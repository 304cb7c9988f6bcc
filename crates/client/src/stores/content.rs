//! Meme feed, liked/saved collections, and comment threads.
//!
//! A meme can appear in several collections at once (feed, liked, saved,
//! the selected detail view); every mutation is applied to all copies so
//! the views never disagree with each other.

use tracing::debug;

use memeshare_shared::{Comment, LikeAction, Meme, SaveAction};

use crate::stores::reconcile::{adjust_count, reconcile_toggle, Reconcile, Toggle};

#[derive(Debug, Default)]
pub struct ContentStore {
    /// The main feed.
    pub memes: Vec<Meme>,
    /// Memes the acting user has liked.
    pub liked: Vec<Meme>,
    /// Memes the acting user has saved.
    pub saved: Vec<Meme>,
    /// The meme open in the detail view, if any.
    pub selected: Option<Meme>,
}

impl ContentStore {
    pub fn new() -> Self {
        Self::default()
    }

    // --- initial population (REST fetches) ---

    pub fn set_memes(&mut self, memes: Vec<Meme>) {
        self.memes = memes;
    }

    pub fn set_liked(&mut self, memes: Vec<Meme>) {
        self.liked = memes;
    }

    pub fn set_saved(&mut self, memes: Vec<Meme>) {
        self.saved = memes;
    }

    pub fn select(&mut self, meme_id: &str) {
        self.selected = self.find_meme(meme_id).cloned();
    }

    pub fn clear(&mut self) {
        *self = Self::default();
    }

    // --- membership queries ---

    pub fn is_liked(&self, meme_id: &str) -> bool {
        self.liked.iter().any(|meme| meme.id == meme_id)
    }

    pub fn is_saved(&self, meme_id: &str) -> bool {
        self.saved.iter().any(|meme| meme.id == meme_id)
    }

    pub fn find_meme(&self, meme_id: &str) -> Option<&Meme> {
        self.selected
            .iter()
            .chain(&self.memes)
            .chain(&self.liked)
            .chain(&self.saved)
            .find(|meme| meme.id == meme_id)
    }

    // --- optimistic toggles ---

    /// Flip the like on a meme: membership and counter move together, before
    /// anything touches the network. Returns the pre/post state for the
    /// outbound facade, or `None` when the meme is unknown.
    pub fn toggle_like(&mut self, meme_id: &str) -> Option<Toggle> {
        let template = self.find_meme(meme_id)?.clone();
        let was_active = self.is_liked(meme_id);
        let now_active = !was_active;
        if now_active {
            self.liked.push(template.clone());
        } else {
            self.liked.retain(|meme| meme.id != meme_id);
        }
        let count = adjust_count(template.like_count, now_active);
        self.set_like_count(meme_id, count);
        Some(Toggle {
            was_active,
            now_active,
        })
    }

    /// Flip the save on a meme. See [`ContentStore::toggle_like`].
    pub fn toggle_save(&mut self, meme_id: &str) -> Option<Toggle> {
        let template = self.find_meme(meme_id)?.clone();
        let was_active = self.is_saved(meme_id);
        let now_active = !was_active;
        if now_active {
            self.saved.push(template.clone());
        } else {
            self.saved.retain(|meme| meme.id != meme_id);
        }
        let count = adjust_count(template.save_count, now_active);
        self.set_save_count(meme_id, count);
        Some(Toggle {
            was_active,
            now_active,
        })
    }

    // --- authoritative broadcasts ---

    /// Fold in an authoritative LIKE broadcast.
    pub fn apply_like(
        &mut self,
        meme_id: &str,
        from_local_user: bool,
        action: LikeAction,
        like_count: Option<u32>,
    ) -> Reconcile {
        let authoritative_active = action == LikeAction::Like;
        let decision =
            reconcile_toggle(from_local_user, self.is_liked(meme_id), authoritative_active);
        if decision == Reconcile::Overwrite {
            if let Some(count) = like_count {
                self.set_like_count(meme_id, count);
            }
        }
        decision
    }

    /// Fold in an authoritative SAVE broadcast.
    pub fn apply_save(
        &mut self,
        meme_id: &str,
        from_local_user: bool,
        action: SaveAction,
        save_count: Option<u32>,
    ) -> Reconcile {
        let authoritative_active = action == SaveAction::Save;
        let decision =
            reconcile_toggle(from_local_user, self.is_saved(meme_id), authoritative_active);
        if decision == Reconcile::Overwrite {
            if let Some(count) = save_count {
                self.set_save_count(meme_id, count);
            }
        }
        decision
    }

    // --- comments ---

    /// Insert a comment into every copy of its meme, newest first,
    /// deduplicating by id. Returns `false` when the id was already present
    /// everywhere (a broadcast echo of a comment added via REST).
    pub fn insert_comment(&mut self, comment: &Comment) -> bool {
        let mut inserted = false;
        let meme_id = comment.meme_id.clone();
        self.for_each_meme_mut(&meme_id, |meme| {
            if meme.comments.iter().any(|existing| existing.id == comment.id) {
                return;
            }
            meme.comments.push(comment.clone());
            meme.comments.sort_by(|a, b| b.created_at.cmp(&a.created_at));
            meme.comment_count = meme.comments.len() as u32;
            inserted = true;
        });
        if !inserted {
            debug!(comment = %comment.id, "duplicate comment discarded");
        }
        inserted
    }

    // --- internals ---

    fn set_like_count(&mut self, meme_id: &str, count: u32) {
        self.for_each_meme_mut(meme_id, |meme| meme.like_count = count);
    }

    fn set_save_count(&mut self, meme_id: &str, count: u32) {
        self.for_each_meme_mut(meme_id, |meme| meme.save_count = count);
    }

    fn for_each_meme_mut(&mut self, meme_id: &str, mut apply: impl FnMut(&mut Meme)) {
        for meme in self
            .memes
            .iter_mut()
            .chain(self.liked.iter_mut())
            .chain(self.saved.iter_mut())
            .chain(self.selected.iter_mut())
        {
            if meme.id == meme_id {
                apply(meme);
            }
        }
    }
}

#[cfg(test)]
mod tests {
    use super::*;
    use chrono::Utc;

    fn meme(id: &str, like_count: u32) -> Meme {
        Meme {
            id: id.into(),
            title: format!("meme {id}"),
            image_url: format!("https://cdn.example/{id}.png"),
            uploader: "bob".into(),
            like_count,
            save_count: 0,
            comment_count: 0,
            comments: Vec::new(),
            created_at: Utc::now(),
        }
    }

    fn comment(id: &str, meme_id: &str) -> Comment {
        Comment {
            id: id.into(),
            meme_id: meme_id.into(),
            user_id: "u1".into(),
            username: "alice".into(),
            text: "lol".into(),
            profile_picture_url: None,
            created_at: Utc::now(),
        }
    }

    #[test]
    fn optimistic_like_moves_counter_and_membership_together() {
        let mut store = ContentStore::new();
        store.set_memes(vec![meme("m1", 10)]);

        let toggle = store.toggle_like("m1").unwrap();
        assert!(toggle.now_active);
        assert!(!toggle.was_active);
        assert!(store.is_liked("m1"));
        assert_eq!(store.memes[0].like_count, 11);
        assert_eq!(store.liked[0].like_count, 11);

        let toggle = store.toggle_like("m1").unwrap();
        assert!(!toggle.now_active);
        assert!(!store.is_liked("m1"));
        assert_eq!(store.memes[0].like_count, 10);
    }

    #[test]
    fn unlike_at_zero_stays_at_zero() {
        let mut store = ContentStore::new();
        store.set_memes(vec![meme("m1", 0)]);
        store.liked.push(meme("m1", 0));

        store.toggle_like("m1").unwrap();
        assert_eq!(store.memes[0].like_count, 0);
    }

    #[test]
    fn matching_confirmation_leaves_state_as_is() {
        let mut store = ContentStore::new();
        store.set_memes(vec![meme("m1", 10)]);
        store.toggle_like("m1").unwrap();

        let decision = store.apply_like("m1", true, LikeAction::Like, Some(11));
        assert_eq!(decision, Reconcile::Overwrite);
        assert!(store.is_liked("m1"));
        assert_eq!(store.memes[0].like_count, 11);

        // duplicate delivery of the same broadcast changes nothing
        let decision = store.apply_like("m1", true, LikeAction::Like, Some(11));
        assert_eq!(decision, Reconcile::Overwrite);
        assert_eq!(store.memes[0].like_count, 11);
    }

    #[test]
    fn stale_confirmation_does_not_undo_a_newer_toggle() {
        let mut store = ContentStore::new();
        store.set_memes(vec![meme("m1", 10)]);

        store.toggle_like("m1").unwrap(); // 11, liked
        store.toggle_like("m1").unwrap(); // 10, not liked

        // confirmation of the first toggle arrives late
        let decision = store.apply_like("m1", true, LikeAction::Like, Some(11));
        assert_eq!(
            decision,
            Reconcile::Resend {
                authoritative_active: true
            }
        );
        assert!(!store.is_liked("m1"));
        assert_eq!(store.memes[0].like_count, 10);
    }

    #[test]
    fn other_users_likes_only_move_the_counter() {
        let mut store = ContentStore::new();
        store.set_memes(vec![meme("m1", 10)]);

        let decision = store.apply_like("m1", false, LikeAction::Like, Some(11));
        assert_eq!(decision, Reconcile::Overwrite);
        assert!(!store.is_liked("m1"));
        assert_eq!(store.memes[0].like_count, 11);
    }

    #[test]
    fn comment_echo_is_deduplicated_by_id() {
        let mut store = ContentStore::new();
        store.set_memes(vec![meme("m1", 0)]);

        assert!(store.insert_comment(&comment("c1", "m1")));
        assert_eq!(store.memes[0].comment_count, 1);

        // the broadcast echo of the same comment
        assert!(!store.insert_comment(&comment("c1", "m1")));
        assert_eq!(store.memes[0].comments.len(), 1);
        assert_eq!(store.memes[0].comment_count, 1);
    }

    #[test]
    fn comments_are_ordered_newest_first() {
        let mut store = ContentStore::new();
        store.set_memes(vec![meme("m1", 0)]);

        let mut old = comment("c1", "m1");
        old.created_at = Utc::now() - chrono::Duration::minutes(5);
        store.insert_comment(&old);
        store.insert_comment(&comment("c2", "m1"));

        assert_eq!(store.memes[0].comments[0].id, "c2");
        assert_eq!(store.memes[0].comments[1].id, "c1");
    }

    #[test]
    fn mutations_reach_every_copy_of_a_meme() {
        let mut store = ContentStore::new();
        store.set_memes(vec![meme("m1", 10)]);
        store.set_saved(vec![meme("m1", 10)]);
        store.select("m1");

        store.toggle_like("m1").unwrap();
        assert_eq!(store.memes[0].like_count, 11);
        assert_eq!(store.saved[0].like_count, 11);
        assert_eq!(store.selected.as_ref().unwrap().like_count, 11);
    }
}
//! Tracing setup for binaries embedding the client.

use tracing_subscriber::EnvFilter;

/// Install a fmt subscriber honoring `RUST_LOG`, defaulting to debug-level
/// output for this crate. Safe to call more than once; later calls are no-ops.
pub fn init() {
    let filter = EnvFilter::try_from_default_env()
        .unwrap_or_else(|_| EnvFilter::new("memeshare_client=debug"));
    let _ = tracing_subscriber::fmt().with_env_filter(filter).try_init();
}
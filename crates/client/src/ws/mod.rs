//! Real-time connection management.

pub mod connection;
pub mod dispatch;
pub mod outbound;
pub mod session;
pub mod transport;

pub use connection::{ConnectionState, ReconnectConfig, StateListenerGuard, WsClient};
pub use dispatch::{Dispatch, Subscription};
pub use transport::{Connector, Transport, TransportEvent, TungsteniteConnector};
//! Follow state for the profile currently being viewed.

use memeshare_shared::{StoredUser, UserProfile};

use crate::stores::reconcile::{reconcile_toggle, Reconcile, Toggle};

/// Result of an optimistic follow toggle, with the fields the outbound
/// facade needs to address the target.
#[derive(Debug, Clone, PartialEq, Eq)]
pub struct FollowToggle {
    pub toggle: Toggle,
    pub target_user_id: String,
    pub target_username: String,
}

#[derive(Debug, Default)]
pub struct ProfileStore {
    /// The profile open in the UI, if any.
    pub viewed: Option<UserProfile>,
    /// Whether the acting user follows the viewed profile.
    pub is_following: bool,
}

impl ProfileStore {
    pub fn new() -> Self {
        Self::default()
    }

    /// Show a freshly fetched profile; derives the follow flag from its
    /// follower list.
    pub fn set_viewed(&mut self, profile: UserProfile, local_user_id: &str) {
        self.is_following = profile
            .followers
            .iter()
            .any(|follower| follower.user_id == local_user_id);
        self.viewed = Some(profile);
    }

    pub fn clear(&mut self) {
        self.viewed = None;
        self.is_following = false;
    }

    /// Flip the follow relation toward the viewed profile: the local user
    /// enters or leaves the follower list and the counter moves with it.
    /// `None` when no profile is being viewed.
    pub fn toggle_follow(&mut self, local_user: &StoredUser) -> Option<FollowToggle> {
        let profile = self.viewed.as_mut()?;
        let was_active = self.is_following;
        let now_active = !was_active;
        if now_active {
            profile.followers.push(local_user.clone());
            profile.followers_count += 1;
        } else {
            profile
                .followers
                .retain(|follower| follower.user_id != local_user.user_id);
            profile.followers_count = profile.followers_count.saturating_sub(1);
        }
        self.is_following = now_active;
        Some(FollowToggle {
            toggle: Toggle {
                was_active,
                now_active,
            },
            target_user_id: profile.user_id.clone(),
            target_username: profile.username.clone(),
        })
    }

    /// Fold in an authoritative FOLLOW broadcast. Broadcasts about profiles
    /// other than the viewed one carry nothing to reconcile.
    pub fn apply_follow(
        &mut self,
        follower: &StoredUser,
        following_user_id: &str,
        is_following: bool,
        follower_count: Option<u32>,
        local_user_id: &str,
    ) -> Reconcile {
        let Some(profile) = self.viewed.as_mut() else {
            return Reconcile::Overwrite;
        };
        if profile.user_id != following_user_id {
            return Reconcile::Overwrite;
        }
        let from_local = follower.user_id == local_user_id;
        let decision = reconcile_toggle(from_local, self.is_following, is_following);
        if from_local && decision != Reconcile::Overwrite {
            return decision;
        }
        if let Some(count) = follower_count {
            profile.followers_count = count;
        }
        let present = profile
            .followers
            .iter()
            .any(|existing| existing.user_id == follower.user_id);
        if is_following && !present {
            profile.followers.push(follower.clone());
        } else if !is_following && present {
            profile
                .followers
                .retain(|existing| existing.user_id != follower.user_id);
        }
        if from_local {
            self.is_following = is_following;
        }
        decision
    }
}

#[cfg(test)]
mod tests {
    use super::*;

    fn user(id: &str) -> StoredUser {
        StoredUser {
            user_id: id.into(),
            username: format!("user-{id}"),
            profile_picture_url: None,
        }
    }

    fn profile(id: &str, followers: Vec<StoredUser>) -> UserProfile {
        UserProfile {
            user_id: id.into(),
            username: format!("user-{id}"),
            profile_picture_url: None,
            followers_count: followers.len() as u32,
            followers,
        }
    }

    #[test]
    fn follow_flag_is_derived_from_the_follower_list() {
        let mut store = ProfileStore::new();
        store.set_viewed(profile("p1", vec![user("u1")]), "u1");
        assert!(store.is_following);
        store.set_viewed(profile("p2", vec![]), "u1");
        assert!(!store.is_following);
    }

    #[test]
    fn optimistic_follow_moves_list_and_counter() {
        let mut store = ProfileStore::new();
        store.set_viewed(profile("p1", vec![]), "u1");

        let result = store.toggle_follow(&user("u1")).unwrap();
        assert!(result.toggle.now_active);
        assert_eq!(result.target_user_id, "p1");
        assert!(store.is_following);
        let viewed = store.viewed.as_ref().unwrap();
        assert_eq!(viewed.followers_count, 1);
        assert_eq!(viewed.followers.len(), 1);
    }

    #[test]
    fn unfollow_at_zero_stays_at_zero() {
        let mut store = ProfileStore::new();
        let mut p = profile("p1", vec![user("u1")]);
        p.followers_count = 0; // inconsistent input from the server
        store.set_viewed(p, "u1");

        store.toggle_follow(&user("u1")).unwrap();
        assert_eq!(store.viewed.as_ref().unwrap().followers_count, 0);
    }

    #[test]
    fn authoritative_follow_from_another_user_overwrites() {
        let mut store = ProfileStore::new();
        store.set_viewed(profile("p1", vec![]), "u1");

        let decision = store.apply_follow(&user("u2"), "p1", true, Some(7), "u1");
        assert_eq!(decision, Reconcile::Overwrite);
        let viewed = store.viewed.as_ref().unwrap();
        assert_eq!(viewed.followers_count, 7);
        assert_eq!(viewed.followers.len(), 1);
        assert!(!store.is_following);
    }

    #[test]
    fn stale_follow_confirmation_is_resent_not_applied() {
        let mut store = ProfileStore::new();
        store.set_viewed(profile("p1", vec![]), "u1");

        store.toggle_follow(&user("u1")).unwrap(); // follow
        store.toggle_follow(&user("u1")).unwrap(); // unfollow again

        let decision = store.apply_follow(&user("u1"), "p1", true, Some(1), "u1");
        assert_eq!(
            decision,
            Reconcile::Resend {
                authoritative_active: true
            }
        );
        assert!(!store.is_following);
        assert_eq!(store.viewed.as_ref().unwrap().followers_count, 0);
    }

    #[test]
    fn broadcast_about_a_different_profile_is_ignored() {
        let mut store = ProfileStore::new();
        store.set_viewed(profile("p1", vec![]), "u1");

        let decision = store.apply_follow(&user("u2"), "p9", true, Some(3), "u1");
        assert_eq!(decision, Reconcile::Overwrite);
        assert_eq!(store.viewed.as_ref().unwrap().followers_count, 0);
    }
}
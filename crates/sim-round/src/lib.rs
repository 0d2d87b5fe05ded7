#![deny(warnings)]

//! Round orchestration for Venture League.
//!
//! `compute_round` threads one request through the economic stages in order:
//! attractiveness per team, softmax/capped share allocation across the
//! cohort, price-elastic demand, capacity- and market-constrained sales,
//! cost/profit breakdowns, windfall damping, and the reinvest/cash split.
//! The whole pass is a pure function of the request — identical inputs
//! produce bit-identical output.

use sim_core::{
    AudienceSegment, RoundComputationResult, RoundFlags, RoundRequest, RoundTotals,
    TeamRoundResult,
};
use sim_econ::{
    allocate_shares, compute_ea, demand_raw, profit_breakdown, resolve_sales, split_profit,
    tuned_weights, windfall_damping, Attractiveness, ProfitBreakdown,
};
use std::collections::BTreeMap;
use tracing::debug;

/// Compute one full round for a cohort of competing teams.
///
/// Teams in the result are sorted descending by final (damped) profit;
/// teams with exactly equal profit keep their request order.
pub fn compute_round(request: &RoundRequest) -> RoundComputationResult {
    let season = &request.season;
    let teams = &request.teams;
    debug!(
        round_id = %request.round.round_id,
        teams = teams.len(),
        "computing round"
    );

    let segments: BTreeMap<&str, &AudienceSegment> = request
        .segments
        .iter()
        .map(|s| (s.id.as_str(), s))
        .collect();
    // Unknown segment ids fall back to base weights / elasticity 1 / no boost.
    let lookups: Vec<Option<&AudienceSegment>> = teams
        .iter()
        .map(|t| {
            t.segment_id
                .as_deref()
                .and_then(|id| segments.get(id).copied())
        })
        .collect();

    let attractiveness: Vec<Attractiveness> = teams
        .iter()
        .zip(&lookups)
        .map(|(team, segment)| {
            let weights = tuned_weights(&season.weights, *segment);
            compute_ea(&weights, team, season.ref_price, *segment)
        })
        .collect();

    let ea_values: Vec<f64> = attractiveness.iter().map(|a| a.ea).collect();
    let shares = allocate_shares(&ea_values, season.beta, season.share_cap);

    let demands: Vec<f64> = teams
        .iter()
        .zip(&lookups)
        .zip(&shares)
        .map(|((team, segment), &share)| {
            let elasticity = segment
                .map(|s| s.elasticity)
                .filter(|e| e.is_finite())
                .unwrap_or(1.0);
            demand_raw(
                request.round.market_size,
                share,
                team.price,
                season.ref_price,
                elasticity,
            )
        })
        .collect();
    let capacities: Vec<f64> = teams.iter().map(|t| t.capacity).collect();
    let outcome = resolve_sales(request.round.market_size, &demands, &capacities);

    let breakdowns: Vec<ProfitBreakdown> = teams
        .iter()
        .zip(&outcome.sales)
        .map(|(team, &sales)| profit_breakdown(team, sales, season))
        .collect();

    let raw_profits: Vec<f64> = breakdowns.iter().map(|b| b.profit_raw).collect();
    let alpha = season
        .damping_alpha
        .filter(|a| a.is_finite())
        .unwrap_or(0.0);
    let damped = windfall_damping(&raw_profits, alpha);

    let mut results: Vec<TeamRoundResult> = Vec::with_capacity(teams.len());
    for (i, team) in teams.iter().enumerate() {
        let b = &breakdowns[i];
        let profit = damped[i];
        let split = split_profit(profit, season.rules.reinvest_rate);
        let capacity = if team.capacity.is_finite() {
            team.capacity.max(0.0)
        } else {
            0.0
        };
        results.push(TeamRoundResult {
            team_id: team.id.clone(),
            name: team.name.clone(),
            scores: attractiveness[i].scores,
            ea_linear: attractiveness[i].ea_linear,
            ea: attractiveness[i].ea,
            share: shares[i],
            demand_raw: demands[i],
            capacity,
            sales: outcome.sales[i],
            revenue: b.revenue,
            unit_cost: b.unit_cost,
            variable_cost: b.variable_cost,
            marketing_cost: b.marketing_cost,
            fixed_cost: b.fixed_cost,
            benefit_cost: b.benefit_cost,
            profit_raw: b.profit_raw,
            profit,
            reinvest: split.reinvest,
            cash_to_final: split.cash_to_final,
            price: team.price,
            marketing_spend: team.marketing_spend,
            flags: RoundFlags {
                capacity_bound: outcome.capacity_bound[i],
                price_risk: b.price_risk,
                // The flag tracks the damped profit, not the raw one.
                negative_profit: profit <= 0.0,
            },
        });
    }

    results.sort_by(|a, b| b.profit.total_cmp(&a.profit));

    let totals = RoundTotals {
        market_size: request.round.market_size,
        share: results.iter().map(|r| r.share).sum(),
        demand: results.iter().map(|r| r.demand_raw).sum(),
        sales: results.iter().map(|r| r.sales).sum(),
        revenue: results.iter().map(|r| r.revenue).sum(),
        profit: results.iter().map(|r| r.profit).sum(),
    };

    RoundComputationResult {
        season: season.clone(),
        round: request.round.clone(),
        teams: results,
        totals,
    }
}
#![deny(warnings)]

//! Economic models for Venture League rounds.
//!
//! This crate provides the pure math behind a round: attractiveness scoring,
//! softmax share allocation with per-team capping, price-elastic demand,
//! cost/profit breakdowns, and windfall damping. Every function is total
//! over f64 — degenerate numeric inputs degrade to safe defaults instead of
//! erroring, so the round pipeline never has a failure path of its own.

use sim_core::{
    AudienceSegment, ComponentScores, CostParams, SeasonParameters, TeamDecision, Weights,
};

/// Clamp `value` into `[min, max]`; NaN collapses to `min`.
pub fn clamp(value: f64, min: f64, max: f64) -> f64 {
    if value.is_nan() {
        return min;
    }
    value.clamp(min, max)
}

/// Price attractiveness in [0, 1] relative to the season reference price.
///
/// The score is 1 at or below the reference price and falls linearly to 0 at
/// 1.5x the reference price. The reference is floored at 0.01 so a degenerate
/// season cannot divide by zero.
///
/// Example:
/// assert_eq!(price_score(75.0, 50.0), 0.0);
pub fn price_score(price: f64, ref_price: f64) -> f64 {
    let safe_ref = ref_price.max(0.01);
    clamp(1.0 - (price - safe_ref) / (0.5 * safe_ref), 0.0, 1.0)
}

/// Marketing attractiveness in [0, 1] with diminishing returns on spend.
///
/// Uses log1p so the first currency units of spend matter most; a segment
/// boost amplifies the curve linearly before clamping.
pub fn marketing_score(spend: f64, boost: f64) -> f64 {
    clamp((1.0 + boost) * spend.max(0.0).ln_1p() / 10.0, 0.0, 1.0)
}

/// Base weights tuned by a segment's per-dimension deltas.
///
/// An absent segment leaves the base weights untouched.
pub fn tuned_weights(base: &Weights, segment: Option<&AudienceSegment>) -> Weights {
    let deltas = segment.map(|s| s.weight_deltas).unwrap_or_default();
    Weights {
        price: base.price + deltas.price,
        quality: base.quality + deltas.quality,
        marketing: base.marketing + deltas.marketing,
        cx: base.cx + deltas.cx,
    }
}

/// A team's attractiveness: the weighted linear value plus the version
/// adjusted by launch/brand multipliers, with the component scores retained
/// for diagnostics.
#[derive(Clone, Copy, Debug, Default, PartialEq)]
pub struct Attractiveness {
    /// Normalized component scores.
    pub scores: ComponentScores,
    /// Weighted linear combination of the component scores.
    pub ea_linear: f64,
    /// `ea_linear` scaled by `(1 + launch) * (1 + brand)`.
    pub ea: f64,
}

/// Compute a team's attractiveness against tuned weights.
///
/// Quality and customer experience arrive on a 0-100 scale and are
/// normalized to [0, 1]. Launch/brand multipliers default to 0 when absent
/// or non-finite.
pub fn compute_ea(
    weights: &Weights,
    team: &TeamDecision,
    ref_price: f64,
    segment: Option<&AudienceSegment>,
) -> Attractiveness {
    let boost = segment
        .and_then(|s| s.marketing_boost)
        .filter(|b| b.is_finite())
        .unwrap_or(0.0);
    let scores = ComponentScores {
        price: price_score(team.price, ref_price),
        quality: clamp(team.quality / 100.0, 0.0, 1.0),
        marketing: marketing_score(team.marketing_spend, boost),
        cx: clamp(team.cx / 100.0, 0.0, 1.0),
    };
    let ea_linear = weights.price * scores.price
        + weights.quality * scores.quality
        + weights.marketing * scores.marketing
        + weights.cx * scores.cx;
    let launch = team.launch_ea.filter(|v| v.is_finite()).unwrap_or(0.0);
    let brand = team.brand_ea.filter(|v| v.is_finite()).unwrap_or(0.0);
    Attractiveness {
        scores,
        ea_linear,
        ea: ea_linear * (1.0 + launch) * (1.0 + brand),
    }
}

/// Softmax over attractiveness values with temperature `beta`.
///
/// Empty input yields empty output. A non-finite beta falls back to 1. The
/// max scaled value is subtracted before exponentiating for numerical
/// stability; a degenerate zero exponential mass falls back to equal shares.
pub fn softmax(values: &[f64], beta: f64) -> Vec<f64> {
    if values.is_empty() {
        return Vec::new();
    }
    let beta = if beta.is_finite() { beta } else { 1.0 };
    let scaled: Vec<f64> = values.iter().map(|v| v * beta).collect();
    let max = scaled.iter().copied().fold(f64::NEG_INFINITY, f64::max);
    let exps: Vec<f64> = scaled.iter().map(|v| (v - max).exp()).collect();
    let sum: f64 = exps.iter().sum();
    if sum <= 0.0 || sum.is_nan() {
        let equal = 1.0 / values.len() as f64;
        return vec![equal; values.len()];
    }
    exps.iter().map(|e| e / sum).collect()
}

/// Enforce a per-entry ceiling on a share vector by iterative redistribution.
///
/// Entries whose proportional claim on the remaining total exceeds the cap
/// are fixed at exactly the cap; the rest re-split what remains, proportional
/// to their original values. The pass count is bounded by `len + 1`, and a
/// final pass hands any rounding shortfall to still-flexible entries, each
/// bounded by the cap. A cap below `1/len` cannot reach a total of 1; that
/// deficit is left for the caller's renormalization.
pub fn cap_shares(shares: &[f64], cap: Option<f64>) -> Vec<f64> {
    let Some(cap) = cap else {
        return shares.to_vec();
    };
    if shares.is_empty() {
        return Vec::new();
    }
    let cap = clamp(cap, 0.0, 1.0);
    let n = shares.len();
    let mut out = shares.to_vec();
    let mut active = vec![true; n];
    let mut remaining = 1.0_f64;
    for _ in 0..n + 1 {
        let active_sum: f64 = (0..n).filter(|&i| active[i]).map(|i| shares[i]).sum();
        let active_count = active.iter().filter(|&&a| a).count();
        if active_count == 0 {
            break;
        }
        let mut proposals = vec![0.0_f64; n];
        for (i, proposal) in proposals.iter_mut().enumerate() {
            if !active[i] {
                continue;
            }
            *proposal = if active_sum > 0.0 {
                shares[i] / active_sum * remaining
            } else {
                remaining / active_count as f64
            };
        }
        let mut fixed_this_pass = false;
        for i in 0..n {
            if active[i] && proposals[i] > cap + 1e-9 {
                out[i] = cap;
                active[i] = false;
                remaining -= cap;
                fixed_this_pass = true;
            }
        }
        if !fixed_this_pass {
            for i in 0..n {
                if active[i] {
                    out[i] = proposals[i];
                }
            }
            break;
        }
    }
    let total: f64 = out.iter().sum();
    if 1.0 - total > 1e-9 {
        let flexible: Vec<usize> = (0..n).filter(|&i| active[i]).collect();
        if !flexible.is_empty() {
            let add = (1.0 - total) / flexible.len() as f64;
            for i in flexible {
                out[i] = (out[i] + add).min(cap);
            }
        }
    }
    out
}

Goal of the exercise: Could you set down, exactly as written, the lines above between the one holding "let profile = self.viewed.as_mut()?;" and the one holding "follower.user_id != local_user.user_id);", inclusive, and nothing more?

Response box:
        let profile = self.viewed.as_mut()?;
        let was_active = self.is_following;
        let now_active = !was_active;
        if now_active {
            profile.followers.push(local_user.clone());
            profile.followers_count += 1;
        } else {
            profile
                .followers
                .retain(|follower| follower.user_id != local_user.user_id);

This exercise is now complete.